//! CLI argument definitions using clap
//!
//! Commands:
//! - recmgr demo [--config <path>]
//! - recmgr stress [--config <path>] [--threads <n>] [--records <n>]

use clap::{Parser, Subcommand};
use std::path::PathBuf;

/// recmgr - a multi-index in-memory record manager
#[derive(Parser, Debug)]
#[command(name = "recmgr")]
#[command(version, about, long_about = None)]
pub struct Cli {
    #[command(subcommand)]
    pub command: Command,
}

#[derive(Subcommand, Debug)]
pub enum Command {
    /// Index a small set of composers two ways and print the results
    Demo {
        /// Path to a JSON configuration file
        #[arg(long)]
        config: Option<PathBuf>,
    },

    /// Run concurrent writers and readers against one group and verify it
    Stress {
        /// Path to a JSON configuration file
        #[arg(long)]
        config: Option<PathBuf>,

        /// Number of worker threads
        #[arg(long, default_value_t = 4)]
        threads: usize,

        /// Records inserted by each worker
        #[arg(long, default_value_t = 1000)]
        records: usize,
    },
}

impl Cli {
    /// Parse command line arguments
    pub fn parse_args() -> Self {
        Cli::parse()
    }
}
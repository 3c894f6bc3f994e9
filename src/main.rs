//! recmgr CLI entry point
//!
//! All logic is delegated to the CLI module.

use recmgr::cli;

fn main() {
    if let Err(e) = cli::run() {
        eprintln!("{}", e);
        std::process::exit(1);
    }
}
•••••
### TASK
All of the material above should be printed exactly as it appears.

### EXERCISE SOLUTION
//! CLI argument definitions using clap
//!
//! Commands:
//! - recmgr demo [--config <path>]
//! - recmgr stress [--config <path>] [--threads <n>] [--records <n>]

use clap::{Parser, Subcommand};
use std::path::PathBuf;

/// recmgr - a multi-index in-memory record manager
#[derive(Parser, Debug)]
#[command(name = "recmgr")]
#[command(version, about, long_about = None)]
pub struct Cli {
    #[command(subcommand)]
    pub command: Command,
}

#[derive(Subcommand, Debug)]
pub enum Command {
    /// Index a small set of composers two ways and print the results
    Demo {
        /// Path to a JSON configuration file
        #[arg(long)]
        config: Option<PathBuf>,
    },

    /// Run concurrent writers and readers against one group and verify it
    Stress {
        /// Path to a JSON configuration file
        #[arg(long)]
        config: Option<PathBuf>,

        /// Number of worker threads
        #[arg(long, default_value_t = 4)]
        threads: usize,

        /// Records inserted by each worker
        #[arg(long, default_value_t = 1000)]
        records: usize,
    },
}

impl Cli {
    /// Parse command line arguments
    pub fn parse_args() -> Self {
        Cli::parse()
    }
}
repository 3c894f6bc3f994e9
filename src/main.rs
//! recmgr CLI entry point
//!
//! All logic is delegated to the CLI module.

use recmgr::cli;

fn main() {
    if let Err(e) = cli::run() {
        eprintln!("{}", e);
        std::process::exit(1);
    }
}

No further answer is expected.